* [TASK OBJECTIVE]
In the material below, find every line containing the string "established" and return it.

* [RECORDS SUPPLIED]
· · · ·
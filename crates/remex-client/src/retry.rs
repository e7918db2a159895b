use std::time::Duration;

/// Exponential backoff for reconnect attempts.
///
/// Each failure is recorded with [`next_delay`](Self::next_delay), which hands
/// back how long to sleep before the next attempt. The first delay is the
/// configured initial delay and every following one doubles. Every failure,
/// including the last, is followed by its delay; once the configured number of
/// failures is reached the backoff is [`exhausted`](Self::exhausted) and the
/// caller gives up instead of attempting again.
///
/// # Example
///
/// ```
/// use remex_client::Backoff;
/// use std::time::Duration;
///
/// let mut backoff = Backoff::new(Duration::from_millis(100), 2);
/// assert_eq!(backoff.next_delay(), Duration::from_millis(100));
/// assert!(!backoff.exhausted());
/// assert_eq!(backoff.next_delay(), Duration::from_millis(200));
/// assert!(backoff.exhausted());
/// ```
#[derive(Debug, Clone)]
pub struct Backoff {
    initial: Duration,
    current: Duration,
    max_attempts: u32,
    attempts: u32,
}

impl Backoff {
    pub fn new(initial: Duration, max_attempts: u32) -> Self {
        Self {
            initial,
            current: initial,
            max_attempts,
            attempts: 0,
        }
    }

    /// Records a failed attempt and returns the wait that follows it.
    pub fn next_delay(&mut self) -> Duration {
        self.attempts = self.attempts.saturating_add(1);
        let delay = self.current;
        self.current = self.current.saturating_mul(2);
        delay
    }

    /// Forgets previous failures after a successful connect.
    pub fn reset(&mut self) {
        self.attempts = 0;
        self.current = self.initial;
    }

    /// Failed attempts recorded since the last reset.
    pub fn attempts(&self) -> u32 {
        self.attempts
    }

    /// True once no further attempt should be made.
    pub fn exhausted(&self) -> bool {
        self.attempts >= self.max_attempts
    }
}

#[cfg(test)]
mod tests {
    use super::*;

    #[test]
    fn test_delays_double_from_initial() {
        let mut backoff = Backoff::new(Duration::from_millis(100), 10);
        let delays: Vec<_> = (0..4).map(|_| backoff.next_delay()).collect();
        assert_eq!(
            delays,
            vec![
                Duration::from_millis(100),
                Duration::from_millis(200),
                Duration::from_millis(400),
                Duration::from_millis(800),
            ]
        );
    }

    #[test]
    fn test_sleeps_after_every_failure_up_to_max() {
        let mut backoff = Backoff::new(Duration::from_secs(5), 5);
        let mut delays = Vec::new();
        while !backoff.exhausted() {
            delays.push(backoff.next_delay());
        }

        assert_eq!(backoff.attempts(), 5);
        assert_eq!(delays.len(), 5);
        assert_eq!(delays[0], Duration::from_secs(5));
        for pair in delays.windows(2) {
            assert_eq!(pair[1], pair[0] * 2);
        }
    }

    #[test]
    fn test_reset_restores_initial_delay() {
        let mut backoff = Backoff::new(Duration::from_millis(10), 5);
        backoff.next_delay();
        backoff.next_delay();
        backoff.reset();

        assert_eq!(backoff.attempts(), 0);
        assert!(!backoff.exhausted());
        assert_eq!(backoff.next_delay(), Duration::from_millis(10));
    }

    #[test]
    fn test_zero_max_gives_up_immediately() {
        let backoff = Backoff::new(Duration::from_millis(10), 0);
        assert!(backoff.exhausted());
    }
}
· · · ·
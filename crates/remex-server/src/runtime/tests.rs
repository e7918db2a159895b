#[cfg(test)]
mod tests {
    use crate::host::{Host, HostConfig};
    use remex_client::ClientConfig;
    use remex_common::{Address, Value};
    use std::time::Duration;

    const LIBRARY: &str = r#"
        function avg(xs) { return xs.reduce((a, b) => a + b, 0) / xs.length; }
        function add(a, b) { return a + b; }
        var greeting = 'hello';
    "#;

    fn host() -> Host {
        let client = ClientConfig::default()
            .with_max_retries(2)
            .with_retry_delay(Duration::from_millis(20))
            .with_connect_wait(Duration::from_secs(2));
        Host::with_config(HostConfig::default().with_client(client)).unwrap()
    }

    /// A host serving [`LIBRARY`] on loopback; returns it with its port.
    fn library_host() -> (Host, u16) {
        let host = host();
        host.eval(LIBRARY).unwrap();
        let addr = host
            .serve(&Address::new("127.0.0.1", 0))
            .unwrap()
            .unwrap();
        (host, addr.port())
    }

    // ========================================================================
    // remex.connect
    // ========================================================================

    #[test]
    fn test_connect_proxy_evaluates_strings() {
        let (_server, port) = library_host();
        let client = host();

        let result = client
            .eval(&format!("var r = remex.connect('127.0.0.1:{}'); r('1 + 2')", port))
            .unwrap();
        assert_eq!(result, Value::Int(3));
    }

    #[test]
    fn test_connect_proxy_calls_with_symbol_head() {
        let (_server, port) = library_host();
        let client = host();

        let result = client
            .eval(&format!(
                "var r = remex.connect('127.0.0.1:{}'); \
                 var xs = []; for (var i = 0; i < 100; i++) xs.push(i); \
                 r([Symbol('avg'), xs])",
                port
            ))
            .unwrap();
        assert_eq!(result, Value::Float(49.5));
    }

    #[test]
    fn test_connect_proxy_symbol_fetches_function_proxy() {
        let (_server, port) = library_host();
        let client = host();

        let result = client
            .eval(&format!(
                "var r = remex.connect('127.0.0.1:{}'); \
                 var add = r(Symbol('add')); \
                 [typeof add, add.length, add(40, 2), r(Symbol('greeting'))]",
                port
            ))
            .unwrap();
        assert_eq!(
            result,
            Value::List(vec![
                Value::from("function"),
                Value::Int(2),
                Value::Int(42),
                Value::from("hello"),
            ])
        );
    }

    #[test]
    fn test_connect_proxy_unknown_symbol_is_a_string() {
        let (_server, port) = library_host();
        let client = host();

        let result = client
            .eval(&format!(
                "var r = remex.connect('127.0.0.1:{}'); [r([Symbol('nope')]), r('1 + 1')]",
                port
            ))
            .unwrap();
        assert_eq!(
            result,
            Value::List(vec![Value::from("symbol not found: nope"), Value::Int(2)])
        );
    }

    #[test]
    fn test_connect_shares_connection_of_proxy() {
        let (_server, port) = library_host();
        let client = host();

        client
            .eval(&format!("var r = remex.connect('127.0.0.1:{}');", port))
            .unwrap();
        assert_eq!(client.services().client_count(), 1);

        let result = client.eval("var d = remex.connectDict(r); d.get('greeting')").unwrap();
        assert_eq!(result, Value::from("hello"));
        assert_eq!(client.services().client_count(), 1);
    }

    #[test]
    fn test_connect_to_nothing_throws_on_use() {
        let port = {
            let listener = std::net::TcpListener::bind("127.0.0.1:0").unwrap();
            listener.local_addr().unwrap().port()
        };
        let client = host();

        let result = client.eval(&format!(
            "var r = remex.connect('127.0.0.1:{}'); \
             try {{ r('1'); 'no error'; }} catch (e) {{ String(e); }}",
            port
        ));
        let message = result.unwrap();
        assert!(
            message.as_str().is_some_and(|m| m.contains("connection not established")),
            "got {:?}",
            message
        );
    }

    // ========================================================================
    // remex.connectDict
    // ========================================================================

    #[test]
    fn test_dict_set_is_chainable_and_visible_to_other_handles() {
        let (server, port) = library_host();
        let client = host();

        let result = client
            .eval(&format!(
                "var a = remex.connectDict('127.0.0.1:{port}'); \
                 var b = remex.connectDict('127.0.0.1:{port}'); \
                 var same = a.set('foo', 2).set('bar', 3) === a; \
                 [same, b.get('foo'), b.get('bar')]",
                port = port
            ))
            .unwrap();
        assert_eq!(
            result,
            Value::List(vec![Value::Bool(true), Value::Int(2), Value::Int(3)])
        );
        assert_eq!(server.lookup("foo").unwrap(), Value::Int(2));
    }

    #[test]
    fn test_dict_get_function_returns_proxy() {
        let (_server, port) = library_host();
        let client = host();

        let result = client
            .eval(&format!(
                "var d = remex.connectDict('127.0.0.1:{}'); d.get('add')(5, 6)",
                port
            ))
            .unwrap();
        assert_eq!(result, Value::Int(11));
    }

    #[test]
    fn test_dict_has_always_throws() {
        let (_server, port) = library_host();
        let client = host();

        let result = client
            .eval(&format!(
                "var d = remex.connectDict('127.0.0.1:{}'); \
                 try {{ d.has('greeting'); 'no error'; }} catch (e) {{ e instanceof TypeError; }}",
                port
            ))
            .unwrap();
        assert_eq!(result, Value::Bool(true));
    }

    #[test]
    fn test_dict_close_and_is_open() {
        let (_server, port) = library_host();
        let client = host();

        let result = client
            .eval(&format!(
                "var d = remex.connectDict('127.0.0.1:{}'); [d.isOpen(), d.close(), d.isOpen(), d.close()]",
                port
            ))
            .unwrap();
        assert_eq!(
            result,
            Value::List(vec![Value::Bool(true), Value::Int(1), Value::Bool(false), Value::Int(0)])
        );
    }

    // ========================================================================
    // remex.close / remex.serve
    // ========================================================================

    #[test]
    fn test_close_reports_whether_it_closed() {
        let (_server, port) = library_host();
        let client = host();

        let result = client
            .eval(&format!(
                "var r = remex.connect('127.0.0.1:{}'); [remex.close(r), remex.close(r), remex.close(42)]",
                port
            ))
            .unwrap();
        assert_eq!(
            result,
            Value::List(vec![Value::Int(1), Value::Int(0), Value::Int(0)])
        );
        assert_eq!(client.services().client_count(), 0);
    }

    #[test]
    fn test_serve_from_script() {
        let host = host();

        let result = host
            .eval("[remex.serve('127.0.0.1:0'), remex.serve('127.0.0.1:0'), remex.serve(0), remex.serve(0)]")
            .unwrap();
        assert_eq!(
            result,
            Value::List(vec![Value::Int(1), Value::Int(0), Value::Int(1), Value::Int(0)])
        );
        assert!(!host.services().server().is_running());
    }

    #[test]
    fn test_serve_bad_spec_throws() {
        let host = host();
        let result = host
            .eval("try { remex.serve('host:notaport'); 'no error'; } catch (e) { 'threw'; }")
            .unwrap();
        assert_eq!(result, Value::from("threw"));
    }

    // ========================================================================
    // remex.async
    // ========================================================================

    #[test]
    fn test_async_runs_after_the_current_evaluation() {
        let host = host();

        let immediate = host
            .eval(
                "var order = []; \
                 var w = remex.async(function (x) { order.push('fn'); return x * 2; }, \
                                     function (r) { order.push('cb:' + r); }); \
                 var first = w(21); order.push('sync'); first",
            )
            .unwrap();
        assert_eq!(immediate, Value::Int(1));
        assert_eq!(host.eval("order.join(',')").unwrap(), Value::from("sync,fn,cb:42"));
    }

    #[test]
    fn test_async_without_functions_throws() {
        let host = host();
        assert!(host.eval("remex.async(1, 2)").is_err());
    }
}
· · · ·
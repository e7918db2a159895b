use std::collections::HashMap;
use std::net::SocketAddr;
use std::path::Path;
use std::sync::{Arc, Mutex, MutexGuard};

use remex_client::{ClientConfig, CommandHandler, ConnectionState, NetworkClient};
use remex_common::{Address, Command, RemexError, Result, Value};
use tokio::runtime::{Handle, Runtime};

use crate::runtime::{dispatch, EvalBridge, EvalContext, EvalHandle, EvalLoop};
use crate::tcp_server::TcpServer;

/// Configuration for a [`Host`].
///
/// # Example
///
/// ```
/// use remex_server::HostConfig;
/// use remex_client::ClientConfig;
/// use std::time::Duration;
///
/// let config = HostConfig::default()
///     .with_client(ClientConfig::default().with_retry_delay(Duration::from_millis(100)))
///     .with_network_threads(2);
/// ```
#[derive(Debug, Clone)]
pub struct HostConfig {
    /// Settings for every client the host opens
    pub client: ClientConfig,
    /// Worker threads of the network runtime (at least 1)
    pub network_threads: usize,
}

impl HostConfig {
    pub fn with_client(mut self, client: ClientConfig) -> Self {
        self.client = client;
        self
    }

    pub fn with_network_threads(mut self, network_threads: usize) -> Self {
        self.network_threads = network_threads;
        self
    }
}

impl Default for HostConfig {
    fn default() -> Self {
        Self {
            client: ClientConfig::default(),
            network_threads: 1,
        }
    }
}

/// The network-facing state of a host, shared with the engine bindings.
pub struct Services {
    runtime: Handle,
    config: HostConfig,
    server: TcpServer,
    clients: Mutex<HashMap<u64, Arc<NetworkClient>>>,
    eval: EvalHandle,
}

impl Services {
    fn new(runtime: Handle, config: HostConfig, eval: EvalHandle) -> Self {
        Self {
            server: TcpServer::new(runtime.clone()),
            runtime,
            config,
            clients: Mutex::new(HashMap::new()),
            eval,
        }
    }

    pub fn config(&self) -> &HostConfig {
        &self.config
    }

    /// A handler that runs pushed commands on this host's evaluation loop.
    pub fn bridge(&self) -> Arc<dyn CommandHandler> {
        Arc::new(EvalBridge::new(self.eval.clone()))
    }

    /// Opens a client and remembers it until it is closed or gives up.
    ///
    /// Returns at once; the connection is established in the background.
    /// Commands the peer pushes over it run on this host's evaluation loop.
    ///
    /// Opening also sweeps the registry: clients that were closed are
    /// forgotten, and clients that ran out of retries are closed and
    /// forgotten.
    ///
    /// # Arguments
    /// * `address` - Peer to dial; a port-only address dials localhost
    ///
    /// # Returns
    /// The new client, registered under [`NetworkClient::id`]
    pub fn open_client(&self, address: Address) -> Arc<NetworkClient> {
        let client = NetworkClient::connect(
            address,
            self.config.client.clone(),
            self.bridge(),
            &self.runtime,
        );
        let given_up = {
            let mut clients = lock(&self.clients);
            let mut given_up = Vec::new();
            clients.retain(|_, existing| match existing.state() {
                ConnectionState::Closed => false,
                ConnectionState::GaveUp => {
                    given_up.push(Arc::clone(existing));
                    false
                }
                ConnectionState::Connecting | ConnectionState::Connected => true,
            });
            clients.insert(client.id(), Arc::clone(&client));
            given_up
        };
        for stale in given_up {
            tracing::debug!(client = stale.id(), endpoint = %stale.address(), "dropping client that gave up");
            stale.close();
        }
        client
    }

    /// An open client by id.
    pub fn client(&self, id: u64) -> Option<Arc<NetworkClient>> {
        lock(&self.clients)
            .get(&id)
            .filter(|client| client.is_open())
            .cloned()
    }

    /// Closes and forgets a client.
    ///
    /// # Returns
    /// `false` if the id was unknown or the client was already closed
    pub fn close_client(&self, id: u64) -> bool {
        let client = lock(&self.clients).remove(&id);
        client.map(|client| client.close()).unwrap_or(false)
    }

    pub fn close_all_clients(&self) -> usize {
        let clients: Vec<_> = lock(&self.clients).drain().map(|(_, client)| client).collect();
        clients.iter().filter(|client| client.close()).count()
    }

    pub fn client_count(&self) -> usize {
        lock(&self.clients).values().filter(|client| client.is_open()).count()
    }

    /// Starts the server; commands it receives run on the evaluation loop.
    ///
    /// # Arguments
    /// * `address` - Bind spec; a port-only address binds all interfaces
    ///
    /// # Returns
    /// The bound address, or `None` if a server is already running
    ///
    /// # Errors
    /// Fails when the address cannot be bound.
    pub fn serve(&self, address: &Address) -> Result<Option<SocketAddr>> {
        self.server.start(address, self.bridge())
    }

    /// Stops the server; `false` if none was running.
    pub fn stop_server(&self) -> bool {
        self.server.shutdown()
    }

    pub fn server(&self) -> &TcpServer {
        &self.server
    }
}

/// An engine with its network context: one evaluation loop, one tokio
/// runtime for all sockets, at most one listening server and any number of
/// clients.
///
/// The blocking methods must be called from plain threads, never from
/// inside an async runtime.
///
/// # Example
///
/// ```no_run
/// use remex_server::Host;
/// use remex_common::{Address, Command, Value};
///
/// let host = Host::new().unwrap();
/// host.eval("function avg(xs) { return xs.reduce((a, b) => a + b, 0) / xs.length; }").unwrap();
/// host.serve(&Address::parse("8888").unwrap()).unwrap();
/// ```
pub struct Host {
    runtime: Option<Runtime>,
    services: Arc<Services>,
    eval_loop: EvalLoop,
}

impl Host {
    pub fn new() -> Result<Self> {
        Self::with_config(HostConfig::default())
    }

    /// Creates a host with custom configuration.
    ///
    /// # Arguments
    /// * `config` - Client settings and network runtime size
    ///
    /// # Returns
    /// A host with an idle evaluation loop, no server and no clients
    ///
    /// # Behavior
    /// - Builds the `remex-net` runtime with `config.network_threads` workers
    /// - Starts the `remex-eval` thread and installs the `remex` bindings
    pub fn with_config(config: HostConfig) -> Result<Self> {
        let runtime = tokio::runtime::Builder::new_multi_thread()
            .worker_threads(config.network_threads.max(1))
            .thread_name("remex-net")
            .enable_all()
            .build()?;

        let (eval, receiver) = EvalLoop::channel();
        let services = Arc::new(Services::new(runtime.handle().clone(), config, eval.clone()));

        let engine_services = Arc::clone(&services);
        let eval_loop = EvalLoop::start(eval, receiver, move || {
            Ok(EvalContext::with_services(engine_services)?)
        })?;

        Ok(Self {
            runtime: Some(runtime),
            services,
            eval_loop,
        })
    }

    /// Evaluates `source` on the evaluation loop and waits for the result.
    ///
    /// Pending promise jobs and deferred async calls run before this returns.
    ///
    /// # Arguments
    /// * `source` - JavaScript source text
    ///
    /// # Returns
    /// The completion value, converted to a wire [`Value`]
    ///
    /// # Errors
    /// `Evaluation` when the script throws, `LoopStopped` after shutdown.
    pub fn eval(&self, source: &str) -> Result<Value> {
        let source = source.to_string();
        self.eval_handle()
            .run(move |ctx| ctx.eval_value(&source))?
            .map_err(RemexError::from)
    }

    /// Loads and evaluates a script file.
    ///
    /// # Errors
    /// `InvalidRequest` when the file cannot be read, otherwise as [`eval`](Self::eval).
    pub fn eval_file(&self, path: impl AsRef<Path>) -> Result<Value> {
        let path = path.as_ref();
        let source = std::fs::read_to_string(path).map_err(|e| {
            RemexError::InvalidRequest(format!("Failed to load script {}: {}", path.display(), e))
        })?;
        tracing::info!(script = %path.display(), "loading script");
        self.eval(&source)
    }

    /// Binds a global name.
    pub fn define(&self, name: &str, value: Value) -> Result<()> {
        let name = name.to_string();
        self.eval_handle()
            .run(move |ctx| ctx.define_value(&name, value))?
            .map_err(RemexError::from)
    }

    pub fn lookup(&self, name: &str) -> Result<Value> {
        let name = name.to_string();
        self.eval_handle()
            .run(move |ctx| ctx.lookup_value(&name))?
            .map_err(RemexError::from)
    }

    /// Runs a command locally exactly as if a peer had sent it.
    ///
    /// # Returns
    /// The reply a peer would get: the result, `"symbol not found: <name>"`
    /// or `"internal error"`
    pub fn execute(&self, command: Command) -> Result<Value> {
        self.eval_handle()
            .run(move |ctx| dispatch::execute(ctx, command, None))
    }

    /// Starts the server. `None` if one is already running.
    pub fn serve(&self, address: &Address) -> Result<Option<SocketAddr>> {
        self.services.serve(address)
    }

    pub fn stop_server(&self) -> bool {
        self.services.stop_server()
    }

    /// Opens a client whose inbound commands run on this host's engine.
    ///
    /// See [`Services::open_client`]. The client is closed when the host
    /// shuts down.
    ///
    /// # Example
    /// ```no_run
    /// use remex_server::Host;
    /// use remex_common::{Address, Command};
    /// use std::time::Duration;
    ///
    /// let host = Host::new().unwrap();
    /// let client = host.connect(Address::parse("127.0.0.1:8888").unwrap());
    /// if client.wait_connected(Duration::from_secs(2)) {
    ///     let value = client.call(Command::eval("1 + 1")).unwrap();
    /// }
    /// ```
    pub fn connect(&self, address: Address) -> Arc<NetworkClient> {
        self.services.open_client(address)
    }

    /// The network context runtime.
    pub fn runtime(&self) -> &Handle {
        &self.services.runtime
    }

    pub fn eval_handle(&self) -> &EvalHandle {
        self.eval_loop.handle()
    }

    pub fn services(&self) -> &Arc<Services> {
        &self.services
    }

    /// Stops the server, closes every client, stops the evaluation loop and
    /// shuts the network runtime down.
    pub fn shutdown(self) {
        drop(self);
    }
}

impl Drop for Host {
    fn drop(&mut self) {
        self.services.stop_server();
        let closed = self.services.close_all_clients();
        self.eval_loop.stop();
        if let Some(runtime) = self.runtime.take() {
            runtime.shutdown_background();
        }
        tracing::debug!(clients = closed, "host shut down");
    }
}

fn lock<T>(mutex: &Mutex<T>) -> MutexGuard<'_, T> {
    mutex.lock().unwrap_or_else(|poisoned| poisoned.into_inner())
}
· · · ·
* [REPLY]
            message.as_str().is_some_and(|m| m.contains("connection not established")),
    /// Returns at once; the connection is established in the background.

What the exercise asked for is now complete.